The data flow in this table is a bit tricky to follow, so here is an equivalent chart that represents the table as a graph:
Round the El Farolito super vegi burrito cost to $ 8, so on delivery worth $ 2, the total amount will be $ 20.
Oh, I completely forgot! One of my friends is not enough for one burrito, he needs two. So I really want to order three. If updated
Num Burritos
, the naive spreadsheet engine can recalculate the entire document by recalculating the cells with no input first and then recalculating each cell with the ready input until the cells run out. In this case, we will first calculate the burrito price and quantity, then the shipping burrito price, and then a new $ 30 total.
This simple strategy of recalculating an entire document may seem wasteful, but it's actually better than VisiCalc, the first spreadsheet ever and the first killer app that made Apple II computers popular. VisiCalc recalculated cells from left to right and top to bottom many times, scanning them over and over again, although none of them changed. Despite this "interesting" algorithm, VisiCalc remained the dominant spreadsheet software for four years. His reign ended in 1983, when Lotus 1-2-3 took over the natural-order recalculation market. This is how Tracy Robnett Licklider described him in Byte magazine :
Lotus 1-2-3 used natural ordering, although it also supported VisiCalc row and columnar modes. Natural recalculation maintained a list of cell dependencies and recalculated cells based on dependencies.
Lotus 1-2-3 implemented the recalculate all strategy shown above. During the first decade of spreadsheet development, this was the most optimal approach. Yes, we recalculate every cell in the document, but only once.
But what about the price of a delivery burrito
Really. In my example of three burritos, there is no reason to recalculate the price of one burrito with delivery, because changing the quantity of burritos in the order cannot affect the price of the burrito. In 1989, one of Lotus's competitors figured this out and created SuperCalc5, presumably naming it after the super burrito theory behind the algorithm. SuperCalc5 recalculated "only cells that depend on the changed cells", so the update of the burrito count was something like this:
By updating the cell only when the input data changes, we can avoid recalculating the price of the burrito with delivery. In this case, we will save only one addition, but in large spreadsheets the savings can be much more significant! Unfortunately, we have a different problem now. Let's say my friends now want meat burritos, which are a dollar more expensive, and El Farolito adds $ 2 to their order regardless of the number of burritos. Before we recalculate something, let's look at the graph:
Since there are two cells updating here, we have a problem. Should you recalculate the price of one burrito first or the total? Ideally, we first calculate the burrito price, notice the change, then recalculate the delivery burrito price, and finally recalculate the Total. However, if we recalculate the total first, instead, we would have to recalculate it a second time once the new $ 9 burrito price spreads down the cells. If we don't compute cells in the correct order, this algorithm is no better than recalculating the entire document. As slow as VisiCalc in some cases!

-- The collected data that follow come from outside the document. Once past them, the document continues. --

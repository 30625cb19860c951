//! Analyze command implementation.

use crate::cli::Output;
use crate::config::Settings;
use crate::orchestrator::Orchestrator;
use anyhow::Result;

/// Run the analyze command.
pub async fn run_analyze(video_id: &str, json: bool, settings: Settings) -> Result<()> {
    let orchestrator = Orchestrator::new(settings)?;

    let spinner = Output::spinner(&format!("Analyzing video {}...", video_id));
    let analysis = orchestrator.analyze(video_id).await;
    spinner.finish_and_clear();

    let analysis = match analysis {
        Ok(analysis) => analysis,
        Err(e) => {
            Output::error(&format!("Analysis failed: {}", e));
            return Err(e.into());
        }
    };

    if json {
        println!("{}", serde_json::to_string_pretty(&analysis)?);
        return Ok(());
    }

    Output::header(&format!("Video {}", video_id));
    println!("{}", analysis.summary);

    if !analysis.outline.is_empty() {
        println!();
        Output::header("Outline");
        for entry in &analysis.outline {
            Output::kv(&entry.timestamp, &entry.topic);
        }
    }

    if !analysis.key_terms.is_empty() {
        println!();
        Output::kv("Key terms", &analysis.key_terms.join(", "));
    }

    Ok(())
}
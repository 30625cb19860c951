//! Retrieval for question answering.
//!
//! Combines chunks playing around the viewer's current timestamp with the
//! chunks most similar to the question.

use crate::config::RetrievalSettings;
use crate::embedding::Embedder;
use crate::error::{CuebaseError, Result};
use crate::vector_store::{RetrievalResult, VectorIndex};
use std::collections::HashSet;
use std::sync::Arc;
use tracing::{debug, instrument, warn};

/// Chunks selected for one question, with a confidence estimate.
#[derive(Debug, Clone, Default)]
pub struct Retrieval {
    /// Timestamp chunks first, then semantic matches. No repeated sequence
    /// indexes.
    pub chunks: Vec<RetrievalResult>,
    /// How many of `chunks` came from the timestamp window.
    pub context_count: usize,
    /// 0-100.
    pub confidence: u8,
}

impl Retrieval {
    pub fn is_empty(&self) -> bool {
        self.chunks.is_empty()
    }
}

/// Selects transcript chunks for a question.
pub struct Retriever {
    index: Arc<dyn VectorIndex>,
    embedder: Arc<dyn Embedder>,
    settings: RetrievalSettings,
}

impl Retriever {
    pub fn new(
        index: Arc<dyn VectorIndex>,
        embedder: Arc<dyn Embedder>,
        settings: RetrievalSettings,
    ) -> Self {
        Self {
            index,
            embedder,
            settings,
        }
    }

    /// Retrieve chunks of `video_id` relevant to `question`, optionally
    /// anchored at `timestamp` seconds.
    #[instrument(skip(self, question))]
    pub async fn retrieve(
        &self,
        video_id: &str,
        question: &str,
        timestamp: Option<f64>,
    ) -> Result<Retrieval> {
        let context = match timestamp {
            Some(t) => {
                let all = self.index.get_all(video_id).await?;
                chunks_near_timestamp(
                    all,
                    t,
                    self.settings.window_seconds,
                    self.settings.max_context_chunks,
                )
            }
            None => Vec::new(),
        };

        let query = self.embedder.embed(question).await?;
        let semantic = match self
            .index
            .search(video_id, &query, self.settings.n_chunks)
            .await
        {
            Ok(results) => results,
            Err(CuebaseError::DimensionMismatch { expected, actual }) => {
                warn!(
                    "Query embedding has {} dimensions but video {} was indexed with {}; skipping semantic search",
                    actual, video_id, expected
                );
                Vec::new()
            }
            Err(e) => return Err(e),
        };

        let context_count = context
            .iter()
            .map(|c| c.sequence_index())
            .collect::<HashSet<_>>()
            .len();
        let chunks = merge_results(context, semantic, self.settings.n_chunks * 2);
        let confidence = confidence_score(&chunks);

        debug!(
            "Retrieved {} chunks ({} from timestamp window), confidence {}",
            chunks.len(),
            context_count,
            confidence
        );

        Ok(Retrieval {
            chunks,
            context_count,
            confidence,
        })
    }
}

/// Chunks overlapping `[max(0, t - window), t + window]`, nearest start first.
pub fn chunks_near_timestamp(
    chunks: Vec<RetrievalResult>,
    timestamp: f64,
    window_seconds: f64,
    limit: usize,
) -> Vec<RetrievalResult> {
    let window_start = (timestamp - window_seconds).max(0.0);
    let window_end = timestamp + window_seconds;

    let mut nearby: Vec<RetrievalResult> = chunks
        .into_iter()
        .filter(|c| c.metadata.end_seconds >= window_start && c.metadata.start_seconds <= window_end)
        .map(|mut c| {
            c.distance = 0.0;
            c
        })
        .collect();

    nearby.sort_by(|a, b| {
        let da = (a.metadata.start_seconds - timestamp).abs();
        let db = (b.metadata.start_seconds - timestamp).abs();
        da.total_cmp(&db)
    });
    nearby.truncate(limit);
    nearby
}

/// Context chunks followed by unseen semantic chunks, up to `max_total`.
///
/// Context chunks are always kept.
pub fn merge_results(
    context: Vec<RetrievalResult>,
    semantic: Vec<RetrievalResult>,
    max_total: usize,
) -> Vec<RetrievalResult> {
    let mut seen = HashSet::new();
    let mut merged = Vec::with_capacity(context.len() + semantic.len());

    for chunk in context {
        if seen.insert(chunk.sequence_index()) {
            merged.push(chunk);
        }
    }

    for chunk in semantic {
        if merged.len() >= max_total {
            break;
        }
        if seen.insert(chunk.sequence_index()) {
            merged.push(chunk);
        }
    }

    merged
}

/// Confidence from mean cosine distance, with a bonus for broad support.
pub fn confidence_score(chunks: &[RetrievalResult]) -> u8 {
    if chunks.is_empty() {
        return 0;
    }

    let mean = chunks.iter().map(|c| c.distance as f64).sum::<f64>() / chunks.len() as f64;
    let mut score = ((1.0 - mean / 2.0) * 100.0).round().clamp(0.0, 100.0);

    if chunks.len() >= 3 {
        score = (score + 10.0).min(100.0);
    }

    score as u8
}

#[cfg(test)]
mod tests {
    use super::*;
    use crate::chunking::Chunk;
    use crate::embedding::HashEmbedder;
    use crate::vector_store::{IndexedPoint, MemoryVectorStore};

    fn result(index: u32, start: f64, end: f64, distance: f32) -> RetrievalResult {
        let chunk = Chunk {
            sequence_index: index,
            start_seconds: start,
            end_seconds: end,
            text: format!("chunk {}", index),
        };
        RetrievalResult::from_point(&IndexedPoint::from_chunk("vid", &chunk, vec![1.0]), distance)
    }

    #[test]
    fn test_timestamp_window() {
        let chunks = vec![
            result(0, 10.0, 20.0, 0.0),
            result(1, 40.0, 50.0, 0.0),
            result(2, 60.0, 70.0, 0.0),
            result(3, 100.0, 110.0, 0.0),
        ];

        let near = chunks_near_timestamp(chunks, 65.0, 30.0, 5);
        let order: Vec<u32> = near.iter().map(|c| c.sequence_index()).collect();
        // Window is [35, 95]: chunk 0 ends too early, chunk 3 starts too late.
        assert_eq!(order, vec![2, 1]);
    }

    #[test]
    fn test_timestamp_window_clamps_at_zero_and_caps() {
        let chunks: Vec<RetrievalResult> = (0..10)
            .map(|i| result(i, i as f64 * 3.0, i as f64 * 3.0 + 3.0, 0.4))
            .collect();

        let near = chunks_near_timestamp(chunks, 5.0, 30.0, 5);
        assert_eq!(near.len(), 5);
        assert_eq!(near[0].sequence_index(), 2);
        assert!(near.iter().all(|c| c.distance == 0.0));
    }

    #[test]
    fn test_merge_deduplicates_by_sequence() {
        let context = vec![result(2, 60.0, 70.0, 0.0), result(1, 40.0, 50.0, 0.0)];
        let semantic = vec![
            result(1, 40.0, 50.0, 0.1),
            result(5, 150.0, 160.0, 0.2),
            result(7, 200.0, 210.0, 0.3),
        ];

        let merged = merge_results(context, semantic, 3);
        let order: Vec<u32> = merged.iter().map(|c| c.sequence_index()).collect();
        assert_eq!(order, vec![2, 1, 5]);
        // The context copy wins over the semantic duplicate.
        assert_eq!(merged[1].distance, 0.0);
    }

    #[test]
    fn test_merge_never_repeats_sequence_indexes() {
        // Ingesting without clearing leaves two points per sequence index, so
        // both lists can carry repeats.
        for context_len in 0..4u32 {
            let mut context: Vec<RetrievalResult> = (0..context_len)
                .map(|i| result(i, i as f64 * 10.0, i as f64 * 10.0 + 10.0, 0.0))
                .collect();
            if context_len > 0 {
                context.push(result(0, 0.0, 10.0, 0.0));
            }

            for offset in 0..6u32 {
                let semantic: Vec<RetrievalResult> = (0..8u32)
                    .map(|i| result(offset + i / 2, 0.0, 1.0, 0.1 * i as f32))
                    .collect();

                for max_total in [0usize, 1, 3, 10] {
                    let merged = merge_results(context.clone(), semantic.clone(), max_total);
                    let order: Vec<u32> = merged.iter().map(|c| c.sequence_index()).collect();

                    let unique: HashSet<u32> = order.iter().copied().collect();
                    assert_eq!(unique.len(), order.len(), "repeat in {:?}", order);

                    let expected_context: Vec<u32> = (0..context_len).collect();
                    assert_eq!(&order[..context_len as usize], expected_context.as_slice());
                    assert!(order.len() <= max_total.max(context_len as usize));
                }
            }
        }
    }

    #[test]
    fn test_confidence_score() {
        assert_eq!(confidence_score(&[]), 0);
        assert_eq!(confidence_score(&[result(0, 0.0, 1.0, 0.0)]), 100);
        assert_eq!(confidence_score(&[result(0, 0.0, 1.0, 1.0)]), 50);
        assert_eq!(confidence_score(&[result(0, 0.0, 1.0, 2.0)]), 0);

        let three = [
            result(0, 0.0, 1.0, 1.0),
            result(1, 1.0, 2.0, 1.0),
            result(2, 2.0, 3.0, 1.0),
        ];
        assert_eq!(confidence_score(&three), 60);

        let perfect = [
            result(0, 0.0, 1.0, 0.0),
            result(1, 1.0, 2.0, 0.0),
            result(2, 2.0, 3.0, 0.0),
        ];
        assert_eq!(confidence_score(&perfect), 100);
    }

    #[tokio::test]
    async fn test_retrieve_unknown_video_is_empty() {
        let index = Arc::new(MemoryVectorStore::new());
        let embedder = Arc::new(HashEmbedder::new(16).unwrap());
        let retriever = Retriever::new(index, embedder, RetrievalSettings::default());

        let retrieval = retriever.retrieve("nope", "anything?", Some(12.0)).await.unwrap();
        assert!(retrieval.is_empty());
        assert_eq!(retrieval.confidence, 0);
    }

    #[tokio::test]
    async fn test_retrieve_survives_dimension_mismatch() {
        let index = Arc::new(MemoryVectorStore::new());
        let chunk = Chunk {
            sequence_index: 0,
            start_seconds: 0.0,
            end_seconds: 10.0,
            text: "intro".to_string(),
        };
        index
            .upsert(&[IndexedPoint::from_chunk("vid", &chunk, vec![1.0; 8])])
            .await
            .unwrap();

        let embedder = Arc::new(HashEmbedder::new(16).unwrap());
        let retriever = Retriever::new(index, embedder, RetrievalSettings::default());

        let without_time = retriever.retrieve("vid", "intro", None).await.unwrap();
        assert!(without_time.is_empty());

        let with_time = retriever.retrieve("vid", "intro", Some(5.0)).await.unwrap();
        assert_eq!(with_time.chunks.len(), 1);
        assert_eq!(with_time.context_count, 1);
        assert_eq!(with_time.confidence, 100);
    }
}
//! RAG (Retrieval-Augmented Generation) answers grounded in a video's
//! transcript.

mod analysis;
mod composer;
mod generator;

pub use analysis::{
    truncate_for_analysis, ContentAnalyzer, OutlineEntry, VideoAnalysis, ANALYSIS_MAX_CHARS,
    TITLE_MAX_CHARS,
};
pub use composer::{format_context, AnswerComposer, ComposedAnswer, NO_CONTEXT};
pub use generator::{GenerationRequest, Generator, OpenAIGenerator};

use serde::{Deserialize, Serialize};

/// Speaker of a conversation turn.
#[derive(Debug, Clone, Copy, PartialEq, Eq, Serialize, Deserialize)]
#[serde(rename_all = "lowercase")]
pub enum Role {
    User,
    Assistant,
}

/// One turn of conversation history.
#[derive(Debug, Clone, PartialEq, Eq, Serialize, Deserialize)]
pub struct ChatMessage {
    pub role: Role,
    pub content: String,
}

impl ChatMessage {
    pub fn user(content: impl Into<String>) -> Self {
        Self {
            role: Role::User,
            content: content.into(),
        }
    }

    pub fn assistant(content: impl Into<String>) -> Self {
        Self {
            role: Role::Assistant,
            content: content.into(),
        }
    }
}
//! Whole-video analysis and conversation titles.

use super::{ChatMessage, GenerationRequest, Generator};
use crate::config::{Prompts, RagSettings};
use crate::error::{CuebaseError, Result};
use serde::{Deserialize, Serialize};
use std::collections::HashMap;
use std::sync::Arc;
use tracing::{debug, info, instrument, warn};

/// Transcript characters sent for analysis.
pub const ANALYSIS_MAX_CHARS: usize = 15_000;
/// Maximum title length in characters.
pub const TITLE_MAX_CHARS: usize = 50;

const TRUNCATION_MARKER: &str = "\n\n[Content truncated for analysis]";

/// Summary, outline and key terms of a video.
#[derive(Debug, Clone, Default, PartialEq, Serialize, Deserialize)]
#[serde(default)]
pub struct VideoAnalysis {
    pub summary: String,
    pub outline: Vec<OutlineEntry>,
    pub key_terms: Vec<String>,
}

/// One section of a video outline.
#[derive(Debug, Clone, Default, PartialEq, Serialize, Deserialize)]
#[serde(default)]
pub struct OutlineEntry {
    /// As written by the model, e.g. `1:05`.
    pub timestamp: String,
    pub topic: String,
}

/// Runs analysis and title generation against a [`Generator`].
pub struct ContentAnalyzer {
    generator: Arc<dyn Generator>,
    prompts: Prompts,
    settings: RagSettings,
}

impl ContentAnalyzer {
    pub fn new(generator: Arc<dyn Generator>, settings: RagSettings) -> Self {
        Self {
            generator,
            prompts: Prompts::default(),
            settings,
        }
    }

    pub fn with_prompts(mut self, prompts: Prompts) -> Self {
        self.prompts = prompts;
        self
    }

    /// Summarize a transcript. Generation and malformed responses are
    /// provider errors.
    #[instrument(skip_all, fields(chars = transcript_text.chars().count()))]
    pub async fn analyze(&self, transcript_text: &str) -> Result<VideoAnalysis> {
        let mut vars = HashMap::new();
        vars.insert(
            "transcript_text".to_string(),
            truncate_for_analysis(transcript_text),
        );

        let request = GenerationRequest {
            model: self.settings.analysis_model.clone(),
            system: self
                .prompts
                .render_with_custom(&self.prompts.rag.analysis_system, &HashMap::new()),
            messages: vec![ChatMessage::user(
                self.prompts.render_with_custom(&self.prompts.rag.analysis_user, &vars),
            )],
            temperature: self.settings.temperature,
            max_tokens: self.settings.analysis_max_tokens,
            json: true,
        };

        let text = self.generator.generate(&request).await?;
        let analysis: VideoAnalysis = serde_json::from_str(text.trim()).map_err(|e| {
            CuebaseError::Provider(format!("Analysis response is not valid JSON: {}", e))
        })?;

        info!(
            "Analysis complete: {} outline entries, {} key terms",
            analysis.outline.len(),
            analysis.key_terms.len()
        );
        Ok(analysis)
    }

    /// A short title for a conversation that starts with `first_question`.
    ///
    /// Never fails: falls back to the truncated question.
    pub async fn session_title(&self, first_question: &str) -> String {
        let fallback = || truncate_chars(first_question.trim(), TITLE_MAX_CHARS);

        let mut vars = HashMap::new();
        vars.insert("first_question".to_string(), first_question.to_string());

        let request = GenerationRequest {
            model: self.settings.title_model.clone(),
            system: self
                .prompts
                .render_with_custom(&self.prompts.rag.title_system, &HashMap::new()),
            messages: vec![ChatMessage::user(
                self.prompts.render_with_custom(&self.prompts.rag.title_user, &vars),
            )],
            temperature: self.settings.temperature,
            max_tokens: self.settings.title_max_tokens,
            json: false,
        };

        match self.generator.generate(&request).await {
            Ok(text) => {
                let title = text.trim().trim_matches(|c| matches!(c, '"' | '\'')).trim();
                if title.is_empty() {
                    return fallback();
                }
                debug!("Session title: {:?}", title);
                truncate_chars(title, TITLE_MAX_CHARS)
            }
            Err(e) => {
                warn!("Failed to generate session title: {}", e);
                fallback()
            }
        }
    }
}

/// Cap `text` at [`ANALYSIS_MAX_CHARS`], marking the cut.
pub fn truncate_for_analysis(text: &str) -> String {
    if text.chars().count() <= ANALYSIS_MAX_CHARS {
        return text.to_string();
    }
    let mut truncated = truncate_chars(text, ANALYSIS_MAX_CHARS);
    truncated.push_str(TRUNCATION_MARKER);
    truncated
}

fn truncate_chars(text: &str, max: usize) -> String {
    text.chars().take(max).collect()
}

#[cfg(test)]
mod tests {
    use super::*;
    use std::sync::Mutex;

    /// Returns one fixed reply (or failure) and records requests.
    struct FixedGenerator {
        reply: std::result::Result<String, String>,
        requests: Mutex<Vec<GenerationRequest>>,
    }

    impl FixedGenerator {
        fn ok(reply: &str) -> Arc<Self> {
            Arc::new(Self {
                reply: Ok(reply.to_string()),
                requests: Mutex::new(Vec::new()),
            })
        }

        fn failing() -> Arc<Self> {
            Arc::new(Self {
                reply: Err("timeout".to_string()),
                requests: Mutex::new(Vec::new()),
            })
        }
    }

    #[async_trait::async_trait]
    impl Generator for FixedGenerator {
        async fn generate(&self, request: &GenerationRequest) -> Result<String> {
            self.requests.lock().unwrap().push(request.clone());
            self.reply.clone().map_err(CuebaseError::Provider)
        }

        fn name(&self) -> &'static str {
            "fixed"
        }
    }

    #[tokio::test]
    async fn test_analyze_parses_json() {
        let generator = FixedGenerator::ok(
            r#"{"summary": "Ownership basics.", "outline": [{"timestamp": "0:00", "topic": "Intro"}], "key_terms": ["borrow", "move"]}"#,
        );
        let analyzer = ContentAnalyzer::new(generator.clone(), RagSettings::default());

        let analysis = analyzer.analyze("Welcome. Today: ownership.").await.unwrap();
        assert_eq!(analysis.summary, "Ownership basics.");
        assert_eq!(
            analysis.outline,
            vec![OutlineEntry {
                timestamp: "0:00".to_string(),
                topic: "Intro".to_string()
            }]
        );
        assert_eq!(analysis.key_terms, vec!["borrow", "move"]);

        let requests = generator.requests.lock().unwrap();
        assert!(requests[0].json);
        assert_eq!(requests[0].model, "gpt-4o");
        assert!(requests[0].messages[0].content.contains("Today: ownership."));
    }

    #[tokio::test]
    async fn test_analyze_missing_keys_default() {
        let analyzer = ContentAnalyzer::new(FixedGenerator::ok(r#"{"summary": "Short."}"#), RagSettings::default());

        let analysis = analyzer.analyze("text").await.unwrap();
        assert_eq!(analysis.summary, "Short.");
        assert!(analysis.outline.is_empty());
        assert!(analysis.key_terms.is_empty());
    }

    #[tokio::test]
    async fn test_analyze_rejects_non_json() {
        let analyzer = ContentAnalyzer::new(FixedGenerator::ok("Sure! Here is a summary."), RagSettings::default());

        let err = analyzer.analyze("text").await.unwrap_err();
        assert!(matches!(err, CuebaseError::Provider(_)));
    }

    #[test]
    fn test_truncate_for_analysis() {
        assert_eq!(truncate_for_analysis("short"), "short");

        let long = "é".repeat(ANALYSIS_MAX_CHARS + 10);
        let truncated = truncate_for_analysis(&long);
        assert!(truncated.ends_with(TRUNCATION_MARKER));
        assert_eq!(
            truncated.chars().count(),
            ANALYSIS_MAX_CHARS + TRUNCATION_MARKER.chars().count()
        );
    }

    #[tokio::test]
    async fn test_session_title_is_cleaned_and_capped() {
        let analyzer = ContentAnalyzer::new(
            FixedGenerator::ok("\"Understanding Rust Ownership and the Borrow Checker in Depth\"\n"),
            RagSettings::default(),
        );

        let title = analyzer.session_title("What is ownership?").await;
        assert_eq!(title, "Understanding Rust Ownership and the Borrow Checke");
        assert_eq!(title.chars().count(), TITLE_MAX_CHARS);
    }

    #[tokio::test]
    async fn test_session_title_falls_back_to_question() {
        let analyzer = ContentAnalyzer::new(FixedGenerator::failing(), RagSettings::default());

        let question = "Why does the borrow checker reject two mutable references to the same value?";
        let title = analyzer.session_title(question).await;
        assert_eq!(title, question.chars().take(TITLE_MAX_CHARS).collect::<String>());
    }
}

Obviously, it is important for us to determine the correct order of updating the cells. In general, there are two solutions to this problem: dirty marking and topological sorting.
The first solution involves labeling all cells downstream of the updated cell. They are marked as dirty. For example, when we update the price of a burrito, we mark the downstream cells
Burrito Price w Ship
and
Total
, before doing any recalculation:
Then, in a loop, we find a dirty cell with no dirty inputs - and recalculate it. When there are no dirty cells left, we're done! This solves our dependency problem. However, there is one drawback - if the cell is recalculated and we find that the new result is the same as the previous one, we will recalculate the subordinate cells anyway! A little extra logic will help avoid the problem, but unfortunately we still spend time marking cells and removing markings.
The second solution is topological sort. If a cell has no input, we mark its height as 0. If it does, we mark the height as the maximum of the input cells plus one. This ensures that each cell has a greater height value than any of the incoming cells, so we simply keep track of all cells with the changed input, always choosing the cell with the lowest height to recalculate first:
In our double update example, the price of the burrito and the total amount will initially be added to the conversion heap. The burrito price is lower and will be recalculated first. Since its result has changed, we will then add the price of the delivery burrito to the recalculation heap, and since it also has a shorter height than
Total
then it will be recalculated before we finally recount
Total
.
This is much better than the first solution: no cell is marked dirty unless one of the incoming cells really changes. However, this requires the cells to be kept in sorted order pending recalculation. When used on the heap, this results in slowdown
O(n log n)
, which is asymptotically slower in the worst case than Lotus 1-2-3 recalculated strategy.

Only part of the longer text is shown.